But other former employees have struggled to find work, or have moved into lateral jobs at other companies. And even those who used Apple as a launching pad described a gradual evolution, from team player to sceptic, as they discovered that there was a gap between what the job appeared to be (kind of hip) and what it was (frenetic and in many cases, a dead end).
Kelly Jackson, who was a technician at an Apple Store in Chicago, was thrilled when she was hired two years ago. But she said she was even happier when she quit a year later, having found the work too relentless and the satisfactions too elusive.
“When somebody left, you’d be really excited for them,” says Jackson, who now works at Groupon Inc. “It was sort of like, ‘Congratulations. You’ve done what everyone here wants to do’.”
Sceptics outnumbered believers when Steve Jobs, then Apple’s chief, pitched the Apple Store concept to his board in 2000. Ultimately, approval was given for just four stores.

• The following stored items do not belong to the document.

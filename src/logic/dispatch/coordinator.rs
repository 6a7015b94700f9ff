//! Dispatch Coordinator
//!
//! Turns a classified detection into response actions and drives each one
//! through the transport with retry, backoff, and cooperative
//! cancellation. Duplicate submissions for the same `(detection, action)`
//! key are suppressed by the ledger's atomic begin.
//!
//! Pipeline: Detection -> classify() -> dispatch() -> {transport sends}
//! -> ledger updates.

use std::sync::Arc;
use std::time::Duration;

use rand::Rng;
use tokio::time::sleep;

use crate::logic::config::RetryConfig;
use crate::logic::ledger::{
    ActionKind, AlertRequest, AlertStatus, BeginOutcome, ResponseLedger,
};
use crate::logic::threat::{Detection, ThreatAssessment, ThreatLevel};
use crate::logic::toggles::{SystemToggles, ToggleState};
use crate::logic::transport::{AlertTransport, SendOutcome, TriggerPayload};

// ============================================================================
// COORDINATOR
// ============================================================================

pub struct DispatchCoordinator<T: AlertTransport> {
    ctx: SendContext<T>,
}

/// Everything a spawned send task needs. Cloning is cheap (Arcs + Copy).
struct SendContext<T: AlertTransport> {
    transport: Arc<T>,
    ledger: Arc<ResponseLedger>,
    toggles: Arc<SystemToggles>,
    retry: RetryConfig,
    jammer_window: Duration,
}

impl<T: AlertTransport> Clone for SendContext<T> {
    fn clone(&self) -> Self {
        Self {
            transport: Arc::clone(&self.transport),
            ledger: Arc::clone(&self.ledger),
            toggles: Arc::clone(&self.toggles),
            retry: self.retry,
            jammer_window: self.jammer_window,
        }
    }
}

impl<T: AlertTransport> DispatchCoordinator<T> {
    pub fn new(
        transport: Arc<T>,
        ledger: Arc<ResponseLedger>,
        toggles: Arc<SystemToggles>,
        retry: RetryConfig,
        jammer_window: Duration,
    ) -> Self {
        Self {
            ctx: SendContext {
                transport,
                ledger,
                toggles,
                retry,
                jammer_window,
            },
        }
    }

    pub fn ledger(&self) -> &Arc<ResponseLedger> {
        &self.ctx.ledger
    }

    pub(crate) fn toggles(&self) -> &Arc<SystemToggles> {
        &self.ctx.toggles
    }

    /// Decide and submit response actions for one classified detection.
    ///
    /// Returns the requests now covering this detection: freshly created
    /// ones plus any existing in-flight records whose duplicates were
    /// suppressed. Network work continues in background tasks; state is
    /// always observable through the ledger.
    pub fn dispatch(
        &self,
        detection: &Detection,
        assessment: &ThreatAssessment,
    ) -> Vec<AlertRequest> {
        let toggles = self.ctx.toggles.snapshot();

        if !toggles.ai_detection_enabled {
            log::info!(
                "AI detection disabled, suppressing dispatch for {}",
                detection.id
            );
            return Vec::new();
        }

        let mut requests = Vec::new();
        for action in applicable_actions(assessment.level) {
            if !capability_enabled(action, &toggles) {
                log::info!(
                    "CapabilityDisabled: skipping {} for {} (level {})",
                    action,
                    detection.id,
                    assessment.level
                );
                continue;
            }
            requests.push(self.submit(detection, assessment.level, action));
        }
        requests
    }

    /// Submit one action for one detection through the duplicate-suppressed
    /// ledger path, spawning the send task on creation.
    pub(crate) fn submit(
        &self,
        detection: &Detection,
        level: ThreatLevel,
        action: ActionKind,
    ) -> AlertRequest {
        let payload = TriggerPayload::new(detection, level);
        match self.ctx.ledger.begin(&detection.id, action, payload) {
            BeginOutcome::Existing(req) => req,
            BeginOutcome::Created(req) => {
                log::info!(
                    "Dispatching {} for detection {} (level {}, request {})",
                    action,
                    detection.id,
                    level,
                    req.id
                );
                spawn_request(self.ctx.clone(), req.clone());
                req
            }
        }
    }
}

/// Level-based policy table, before capability gating. Rules are not
/// exclusive: every matching row fires.
pub fn applicable_actions(level: ThreatLevel) -> Vec<ActionKind> {
    let mut actions = Vec::new();
    if level >= ThreatLevel::Medium {
        actions.push(ActionKind::Notify);
    }
    if level >= ThreatLevel::High {
        actions.push(ActionKind::Jam);
    }
    if level == ThreatLevel::Critical {
        actions.push(ActionKind::Escalate);
    }
    actions
}

pub(crate) fn capability_enabled(action: ActionKind, toggles: &ToggleState) -> bool {
    match action {
        ActionKind::Notify => toggles.email_alerts_enabled,
        ActionKind::Jam => toggles.jammer_armed,
        // Critical escalation cannot be disabled; deactivation is cleanup
        // of an already-fired jam and must always go out.
        ActionKind::Escalate | ActionKind::JamDeactivate => true,
    }
}

/// Toggle check run immediately before a scheduled retry re-attempts.
/// Toggling off is a cooperative-cancellation signal.
fn retry_allowed(action: ActionKind, toggles: &ToggleState) -> bool {
    match action {
        ActionKind::JamDeactivate => true,
        _ => toggles.ai_detection_enabled && capability_enabled(action, toggles),
    }
}

// ============================================================================
// SEND TASKS
// ============================================================================

fn spawn_request<T: AlertTransport>(ctx: SendContext<T>, req: AlertRequest) {
    tokio::spawn(async move {
        let action = req.action;
        let detection_id = req.detection_id.clone();
        let payload = req.payload.clone();
        let final_status = drive_request(&ctx, req).await;

        if final_status == AlertStatus::Sent && action == ActionKind::Jam {
            schedule_jam_deactivation(ctx, detection_id, payload);
        }
    });
}

/// Retry loop for one request. The transport call is the only suspension
/// point besides the backoff sleeps; every state transition is written to
/// the ledger before and after it.
async fn drive_request<T: AlertTransport>(
    ctx: &SendContext<T>,
    mut req: AlertRequest,
) -> AlertStatus {
    loop {
        req.status = AlertStatus::Sending;
        req.touch();
        ctx.ledger.upsert(&req);

        let outcome = ctx.transport.send(&req).await;
        req.attempt_count += 1;

        match outcome {
            SendOutcome::Success => {
                req.status = AlertStatus::Sent;
                req.last_error = None;
                req.touch();
                ctx.ledger.upsert(&req);
                log::info!(
                    "{} sent for detection {} (attempt {})",
                    req.action,
                    req.detection_id,
                    req.attempt_count
                );
                return AlertStatus::Sent;
            }
            SendOutcome::PermanentFailure(reason) => {
                return fail_permanent(ctx, &mut req, reason);
            }
            SendOutcome::RetryableFailure(reason) => {
                if req.attempt_count >= ctx.retry.max_attempts {
                    let reason = format!(
                        "retries exhausted after {} attempts, last error: {}",
                        req.attempt_count, reason
                    );
                    return fail_permanent(ctx, &mut req, reason);
                }

                req.status = AlertStatus::FailedRetryable;
                req.last_error = Some(reason.clone());
                req.touch();
                ctx.ledger.upsert(&req);

                let delay = backoff_delay(&ctx.retry, req.attempt_count);
                log::warn!(
                    "{} attempt {}/{} failed for detection {}: {}. Retrying in {:?}",
                    req.action,
                    req.attempt_count,
                    ctx.retry.max_attempts,
                    req.detection_id,
                    reason,
                    delay
                );
                sleep(delay).await;

                let toggles = ctx.toggles.snapshot();
                if !retry_allowed(req.action, &toggles) {
                    let reason = format!(
                        "CapabilityDisabled: {} disabled before retry",
                        req.action
                    );
                    return fail_permanent(ctx, &mut req, reason);
                }
            }
        }
    }
}

fn fail_permanent<T: AlertTransport>(
    ctx: &SendContext<T>,
    req: &mut AlertRequest,
    reason: String,
) -> AlertStatus {
    log::error!(
        "{} failed permanently for detection {}: {}",
        req.action,
        req.detection_id,
        reason
    );
    req.status = AlertStatus::FailedPermanent;
    req.last_error = Some(reason);
    req.touch();
    ctx.ledger.upsert(req);
    AlertStatus::FailedPermanent
}

/// After a successful jam, queue the deactivation follow-up immediately
/// and drive it once the effect window expires. Queuing up front keeps the
/// owed deactivation visible in the ledger (and in `pending_count`) for
/// the whole window; a process draining on pending work will not exit with
/// the jammer still on.
fn schedule_jam_deactivation<T: AlertTransport>(
    ctx: SendContext<T>,
    detection_id: String,
    payload: TriggerPayload,
) {
    let req = match ctx
        .ledger
        .begin(&detection_id, ActionKind::JamDeactivate, payload)
    {
        BeginOutcome::Created(req) => req,
        BeginOutcome::Existing(_) => return,
    };
    log::info!(
        "Jam active for detection {}, deactivation queued in {:?} (request {})",
        detection_id,
        ctx.jammer_window,
        req.id
    );

    tokio::spawn(async move {
        sleep(ctx.jammer_window).await;
        drive_request(&ctx, req).await;
    });
}

/// Exponential backoff with jitter: `base * 2^attempt`, multiplied by a
/// random factor in [0.8, 1.2], clamped to [base, cap]. The clamp keeps
/// the documented floor: no inter-attempt delay is ever shorter than the
/// base.
fn backoff_delay(retry: &RetryConfig, attempt: u32) -> Duration {
    let base_ms = retry.backoff_base.as_millis() as f64;
    let cap_ms = retry.backoff_cap.as_millis() as f64;
    let exp = base_ms * 2f64.powi(attempt.min(16) as i32);
    let jittered = exp * rand::thread_rng().gen_range(0.8..=1.2);
    Duration::from_millis(jittered.clamp(base_ms, cap_ms) as u64)
}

Jobs hired a Target Corp. executive named Ron Johnson to help design and oversee the stores. He in turn hired eight people, one of whom was Denyelle Bruno, then an executive at Macy’s West. When she was first approached, she said, she was told next to nothing about the work.
That did not daunt Bruno, now an executive at Peet’s Coffee.
“I had grown up using Macs, and if it involved Apple and I could be involved,” she said, “it made me feel important.”
Bruno was one of the first hardcore Apple fans hired for the nascent chain. Many others would follow, and part of her job was to help recruit them. Initially, that involved walking into stores, including those operated by Sprint and AT&T, and scouting out promising employees.
Such solicitations were unnecessary after the first two stores opened, on 19 May 2001, in McLean, Virginia, and Glendale, California. Soon, so many people wanted to work at the stores that Johnson would compare applicants-to-openings ratios and boast that it was harder to land a job at an Apple Store than to get into Stanford, his alma mater.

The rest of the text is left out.